→ **Task statement**
The expected answer is every line from the material below that has the word "SemiSync".

→ **Stored data**
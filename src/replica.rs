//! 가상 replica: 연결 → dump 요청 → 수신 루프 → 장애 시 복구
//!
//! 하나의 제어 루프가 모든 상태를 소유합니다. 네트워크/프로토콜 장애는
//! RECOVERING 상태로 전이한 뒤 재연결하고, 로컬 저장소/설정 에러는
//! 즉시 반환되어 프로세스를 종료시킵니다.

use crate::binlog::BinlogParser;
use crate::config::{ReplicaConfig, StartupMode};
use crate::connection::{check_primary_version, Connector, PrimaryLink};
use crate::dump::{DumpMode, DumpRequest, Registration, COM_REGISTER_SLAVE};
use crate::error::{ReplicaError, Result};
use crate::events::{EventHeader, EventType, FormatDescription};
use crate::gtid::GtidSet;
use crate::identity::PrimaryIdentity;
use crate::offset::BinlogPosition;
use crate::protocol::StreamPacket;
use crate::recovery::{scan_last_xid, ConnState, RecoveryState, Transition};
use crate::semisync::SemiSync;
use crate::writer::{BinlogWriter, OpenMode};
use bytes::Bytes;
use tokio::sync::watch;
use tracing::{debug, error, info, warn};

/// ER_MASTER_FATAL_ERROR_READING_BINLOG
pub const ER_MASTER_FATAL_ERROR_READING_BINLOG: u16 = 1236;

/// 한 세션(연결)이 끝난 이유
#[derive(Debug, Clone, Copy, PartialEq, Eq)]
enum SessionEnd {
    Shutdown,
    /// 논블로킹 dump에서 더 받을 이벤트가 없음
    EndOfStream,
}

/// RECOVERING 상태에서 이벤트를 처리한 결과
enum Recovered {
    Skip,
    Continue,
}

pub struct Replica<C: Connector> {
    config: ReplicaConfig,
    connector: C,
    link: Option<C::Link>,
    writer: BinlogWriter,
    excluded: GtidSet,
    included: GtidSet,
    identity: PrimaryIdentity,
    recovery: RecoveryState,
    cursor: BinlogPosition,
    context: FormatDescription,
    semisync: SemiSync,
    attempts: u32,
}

→ **Solution**
use crate::semisync::SemiSync;
    semisync: SemiSync,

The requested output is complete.